Doğu Akdeniz ve Schuman Planı
Doğu Akdeniz, Dünya’nın şu an herhalde en çok konuşulan bölgesi.
Giderek artan ve savaşa dönüşme ihtimali olan bir gerilimin merkezi konumunda. Doğu Akdeniz’e kıyısı olmayan ülkeler dahil birçok ülkenin içinde bulunduğu küresel satrancın odak noktası.
Son yüzyılın birçok geriliminde ve savaşında olduğu gibi burada da ana konu enerji kaynakları. Her ne kadar kıta sahanlığı, münhasır ekonomik bölgeler üzerinden ilerlese de işin sonunda düğümleneceği nokta Akdeniz’in altında olan (olduğu iddia edilen) doğal gaz kaynaklarının paylaşımı.
Türkiye ile Yunanistan-Fransa bloku adeta savaşın eşiğindeler. Mısır, İsrail, Libya, Kıbrıs şimdilik uzaktan seyrediyorlar. Her ne kadar Yunanistan’dan taraf gibi dursalar da bir Fransa kadar net pozisyon almış değiller. Örneğin Mısır, Yunanistan ile imzaladığı anlaşmada Yunanistan’ın ısrarına rağmen Meis’in statüsünü anlaşma dışı bıraktı. Almanya ilk başlarda tarafsız gibi iken bir ara AB üyesi olarak Yunanistan’ı desteklemeliyiz dedi. Daha sonra AB, Türkiye ile diyalog halinde olmalıdır gibi sözler sarf etti.
Bizce bütün bu işlerin nihayetinde varacağı nokta müzakere masasıdır. Yapılan manevralar da aslında ülkelerin o müzakere masasına eli kuvvetli oturmak için yaptıkları hamlelerdir. Zira burada maksat doğalgaz kaynaklarına ulaşmak ve bunun ekonomik faydalarını hayata geçirmek ise müzakere ve anlaşma kaçınılmazdır. Çünkü ticaret sözleşme ile hukuk ile olur. İki tarafın fiyat ve koşullarda el sıkışması ile hayata geçer.

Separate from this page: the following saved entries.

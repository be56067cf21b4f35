// src/main.rs
//! Sentra Lab Test Reporter
//!
//! Demo run: records a simulated browser session and a few test results,
//! then writes one report per test to the configured output directory.

use anyhow::Result;
use sentra_lab_reporter::client::WindowEvent;
use sentra_lab_reporter::observability::init_tracing;
use sentra_lab_reporter::recording::SnapshotRecord;
use sentra_lab_reporter::utils::config::DEFAULT_CONFIG_FILE;
use sentra_lab_reporter::{
    RecorderRegistry, RecordingClientBuilder, ReporterConfig, SessionKey,
    TestLifecycleRecorder, TestOutcome,
};
use tracing::{error, info};

const NAVIGATION_TEST: &str = "org.example.demo.NavigationTest#opensHomePage";
const LOGIN_TEST: &str = "org.example.demo.LoginTest#rejectsBadPassword";

fn main() -> Result<()> {
    ReporterConfig::write_default_file(DEFAULT_CONFIG_FILE)?;
    let config = ReporterConfig::load()?;
    init_tracing(&config.logging)?;

    info!("Starting Sentra Lab Test Reporter v{}", env!("CARGO_PKG_VERSION"));

    let registry = RecorderRegistry::new(config);
    let lifecycle = TestLifecycleRecorder::from_config(&registry);

    // Browser session for the navigation test
    lifecycle.execution_started(NAVIGATION_TEST);
    let client = RecordingClientBuilder::new(&registry, NAVIGATION_TEST)
        .add_window_action_recording()
        .build();

    let window = WindowEvent::new("main");
    client.fire_window_opened(&window);
    client.fire_window_content_changed(
        &window
            .clone()
            .with_pages(Some("about:blank".into()), Some("https://example.org/".into())),
    );

    let key = SessionKey::parse(NAVIGATION_TEST);
    registry.obtain_recorder(key.as_str()).add_record(
        SnapshotRecord::new(
            key.method_name(),
            key.class_name(),
            "<html><body><h1>Example Domain</h1></body></html>",
        )
        .with_message("Home page loaded"),
    );
    client.fire_window_closed(&window);
    lifecycle.execution_finished(NAVIGATION_TEST, &TestOutcome::Passed);

    // A failing test without a browser session
    lifecycle.execution_started(LOGIN_TEST);
    lifecycle.execution_finished(
        LOGIN_TEST,
        &TestOutcome::Failed("expected error banner, none shown".into()),
    );

    let mut failures = 0;
    for (key, outcome) in registry.save_all() {
        match outcome {
            Ok(path) => println!("{key} -> {}", path.display()),
            Err(e) => {
                error!("{}: {}", key, e);
                failures += 1;
            }
        }
    }

    if failures > 0 {
        anyhow::bail!("{failures} report(s) could not be written");
    }
    info!("Reports written");
    Ok(())
}
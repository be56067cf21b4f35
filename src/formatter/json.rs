// src/formatter/json.rs
//! JSON report formatter
//!
//! ```text
//! {
//!   "recorderUUID": "...",
//!   "records": [ { "className": "...", "context": "...", ... } ]
//! }
//! ```
//!
//! Every property value is written as a string. Absent values become the
//! string `"null"`.

use crate::formatter::{Formatter, OutputFormat};
use crate::recording::introspect::PropertyView;
use crate::recording::record::{Recordable, SharedRecord};
use crate::utils::errors::{ReporterError, Result};
use serde::ser::{SerializeMap, Serializer};
use serde::Serialize;
use tracing::debug;

/// Text written for an absent property value
pub const JSON_NULL_VALUE: &str = "null";

#[derive(Serialize)]
struct RecordsDocument<'a> {
    #[serde(rename = "recorderUUID")]
    recorder_uuid: &'a str,
    records: Vec<RecordFields>,
}

#[derive(Serialize)]
struct RecordDocument<'a> {
    #[serde(rename = "recorderUUID")]
    recorder_uuid: &'a str,
    record: RecordFields,
}

/// Properties of one record, serialized as an object in view order
struct RecordFields(PropertyView);

impl Serialize for RecordFields {
    fn serialize<S: Serializer>(&self, serializer: S) -> std::result::Result<S::Ok, S::Error> {
        let entries = self.0.entries();
        let mut map = serializer.serialize_map(Some(entries.len()))?;
        for (name, value) in entries {
            map.serialize_entry(name, value.as_deref().unwrap_or(JSON_NULL_VALUE))?;
        }
        map.end()
    }
}

/// JSON formatter
#[derive(Debug, Clone, Default)]
pub struct JsonFormatter;

impl JsonFormatter {
    pub fn new() -> Self {
        Self
    }

    fn render<T: Serialize>(document: &T) -> Result<String> {
        let mut json = serde_json::to_string_pretty(document).map_err(|e| {
            ReporterError::FormattingFailed(format!("JSON serialization error: {}", e))
        })?;
        json.push('\n');
        Ok(json)
    }
}

impl Formatter for JsonFormatter {
    fn format_records(&self, records: &[SharedRecord], session_id: &str) -> Result<String> {
        debug!("Formatting {} records as JSON", records.len());

        let document = RecordsDocument {
            recorder_uuid: session_id,
            records: records
                .iter()
                .map(|record| RecordFields(PropertyView::of(record.as_ref())))
                .collect(),
        };
        Self::render(&document)
    }

    fn format_record(&self, record: &dyn Recordable, session_id: &str) -> Result<String> {
        let document = RecordDocument {
            recorder_uuid: session_id,
            record: RecordFields(PropertyView::of(record)),
        };
        Self::render(&document)
    }

    fn output_format(&self) -> OutputFormat {
        OutputFormat::Json
    }
}
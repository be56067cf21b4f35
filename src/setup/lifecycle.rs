// src/setup/lifecycle.rs
//! Test lifecycle recording
//!
//! Turns start and finish signals of individual tests into `TestStart` and
//! `TestEnd` records, followed by one outcome record. Only tests accepted
//! by the recordable predicate are recorded.

use crate::recording::record::{Record, RecordKind};
use crate::recording::registry::RecorderRegistry;
use crate::setup::session_key::SessionKey;
use dashmap::DashMap;
use std::fmt;
use std::time::Instant;
use tracing::{debug, info};

pub const TEST_STARTED_MESSAGE: &str = "Test started.";
pub const TEST_FINISHED_MESSAGE: &str = "Test finished.";

/// Result of one test execution
#[derive(Debug, Clone, PartialEq, Eq)]
pub enum TestOutcome {
    Passed,
    Failed(String),
    Skipped(String),
}

impl TestOutcome {
    /// Kind of the outcome record
    pub fn record_kind(&self) -> RecordKind {
        match self {
            TestOutcome::Passed => RecordKind::Success,
            TestOutcome::Failed(_) => RecordKind::Error,
            TestOutcome::Skipped(_) => RecordKind::Warning,
        }
    }
}

impl fmt::Display for TestOutcome {
    fn fmt(&self, f: &mut fmt::Formatter<'_>) -> fmt::Result {
        match self {
            TestOutcome::Passed => f.write_str("Test passed."),
            TestOutcome::Failed(reason) => write!(f, "Test failed: {reason}"),
            TestOutcome::Skipped(reason) => write!(f, "Test skipped: {reason}"),
        }
    }
}

type RecordablePredicate = Box<dyn Fn(&SessionKey) -> bool + Send + Sync>;

/// Records test start and finish signals into per-test recorders
pub struct TestLifecycleRecorder<'a> {
    registry: &'a RecorderRegistry,
    recordable: RecordablePredicate,
    started: DashMap<String, Instant>,
}

impl<'a> TestLifecycleRecorder<'a> {
    /// Record every test
    pub fn new(registry: &'a RecorderRegistry) -> Self {
        Self::with_predicate(registry, |_| true)
    }

    /// Record only tests inside the configured `scan.package`, or every test
    /// when it is empty
    pub fn from_config(registry: &'a RecorderRegistry) -> Self {
        let package = registry.config().scan.package.clone();
        Self::with_predicate(registry, move |key| in_package(key.as_str(), &package))
    }

    pub fn with_predicate(
        registry: &'a RecorderRegistry,
        recordable: impl Fn(&SessionKey) -> bool + Send + Sync + 'static,
    ) -> Self {
        Self {
            registry,
            recordable: Box::new(recordable),
            started: DashMap::new(),
        }
    }

    /// Record the start of `key`. Returns `false` if the test is not recordable.
    pub fn execution_started(&self, key: &str) -> bool {
        let key = SessionKey::parse(key);
        if !(self.recordable)(&key) {
            debug!("Skipping lifecycle recording for {}", key);
            return false;
        }

        self.started.insert(key.as_str().to_string(), Instant::now());
        let start = Record::new(
            key.method_name(),
            key.class_name(),
            RecordKind::TestStart,
            TEST_STARTED_MESSAGE,
        )
        .stamped_now();
        self.registry.obtain_recorder(key.as_str()).add_record(start);
        true
    }

    /// Record the end of `key` and its outcome. Returns `false` if the test
    /// is not recordable.
    pub fn execution_finished(&self, key: &str, outcome: &TestOutcome) -> bool {
        let key = SessionKey::parse(key);
        if !(self.recordable)(&key) {
            return false;
        }

        let mut end = Record::new(
            key.method_name(),
            key.class_name(),
            RecordKind::TestEnd,
            TEST_FINISHED_MESSAGE,
        )
        .stamped_now();
        if let Some((_, started)) = self.started.remove(key.as_str()) {
            end = end.with_attribute(
                "durationMs",
                Some(started.elapsed().as_millis().to_string()),
            );
        }

        let recorder = self.registry.obtain_recorder(key.as_str());
        recorder.add_record(end);
        recorder.add_record(
            Record::new(
                key.method_name(),
                key.class_name(),
                outcome.record_kind(),
                outcome.to_string(),
            )
            .stamped_now(),
        );

        info!("{}: {}", key, outcome);
        true
    }
}

fn in_package(key: &str, package: &str) -> bool {
    if package.is_empty() {
        return true;
    }
    key.strip_prefix(package)
        .map_or(false, |rest| rest.is_empty() || rest.starts_with('.') || rest.starts_with('#'))
}
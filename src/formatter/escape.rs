// src/formatter/escape.rs
//! Escaping for the markup formats
//!
//! HTML text content and HTML attribute values use different rules. Quotes
//! are left alone in content and escaped in attributes, so the two
//! functions are not interchangeable.

use quick_xml::escape::{escape, partial_escape};
use std::borrow::Cow;

/// Escape XML text: `& < > " '`
pub fn escape_xml(value: &str) -> Cow<'_, str> {
    escape(value)
}

/// Escape HTML text content: `& < >`
pub fn escape_html(value: &str) -> Cow<'_, str> {
    partial_escape(value)
}

/// Escape a quoted HTML attribute value: `& < > " '`
pub fn escape_html_attribute(value: &str) -> Cow<'_, str> {
    escape(value)
}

Bu noktada Doğu Akdeniz’i bir dakikalığına unutup bir başka enerji kaynağı ve onun sebep olduğu savaş ve nihai barışa bakalım. Çelik ve kömür 19.yy’ın ortasından 20.yy’ın üçüncü çeyreğine kadar adeta Dünya’nın petrolü idi. Avrupa’da, Fransa ve Almanya arasında ezeli bir düşmanlığın, Avrupa genelinde ise iki kere Dünya savaşının nedenlerinden biri olmuştu.
İkinci Dünya Savaşı’nın korkunç yıkımından sonra Avrupa hem çok ciddi şekilde harap olmuş hem de Dünya’nın ekonomik-politik liderliğini ABD ve SSCB’ye kaptırmıştı. Bu iki ülke Dünya’nın yeni süper güçleri olarak Dünya sahnesine çıkmışlar, Amerikan doları ise Dünya ekonomisinin rezerv parası olma unvanını İngiliz sterlininden almıştı.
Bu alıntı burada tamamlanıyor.